**Exercise directions**
Considering only lines that hold the word "RwLock", report how many there are in the listing below, as a single number.
START Available records
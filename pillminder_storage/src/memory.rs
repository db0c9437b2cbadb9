use async_trait::async_trait;
use pillminder_models::{
    dose_clock::truncate_to_minute,
    schedule::{DurationPolicy, Schedule},
};
use tokio::sync::RwLock;

use crate::{ScheduleStore, StoreError};

/// Keeps the schedule set in memory. Timestamps are truncated to the
/// minute on save, the same way the JSON file store persists them.
#[derive(Default)]
pub struct InMemoryScheduleStore {
    store: RwLock<Vec<Schedule>>,
}

impl InMemoryScheduleStore {
    pub fn new() -> Self {
        Self::default()
    }

    pub fn with_schedules(schedules: Vec<Schedule>) -> Self {
        Self {
            store: RwLock::new(schedules.iter().map(persisted).collect()),
        }
    }
}

#[async_trait]
impl ScheduleStore for InMemoryScheduleStore {
    async fn load_all(&self) -> Result<Vec<Schedule>, StoreError> {
        Ok(self.store.read().await.clone())
    }

    async fn save_all(&self, schedules: &[Schedule]) -> Result<(), StoreError> {
        let mut store = self.store.write().await;
        *store = schedules.iter().map(persisted).collect();
        log::debug!("Saved {} schedules in memory", store.len());
        Ok(())
    }
}

fn persisted(schedule: &Schedule) -> Schedule {
    let duration = match schedule.duration {
        DurationPolicy::Days { end_time } => DurationPolicy::Days {
            end_time: truncate_to_minute(end_time),
        },
        DurationPolicy::Indefinite => DurationPolicy::Indefinite,
    };

    Schedule {
        start_time: truncate_to_minute(schedule.start_time),
        duration,
        ..schedule.clone()
    }
}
END Available records
**Answer to this problem**
3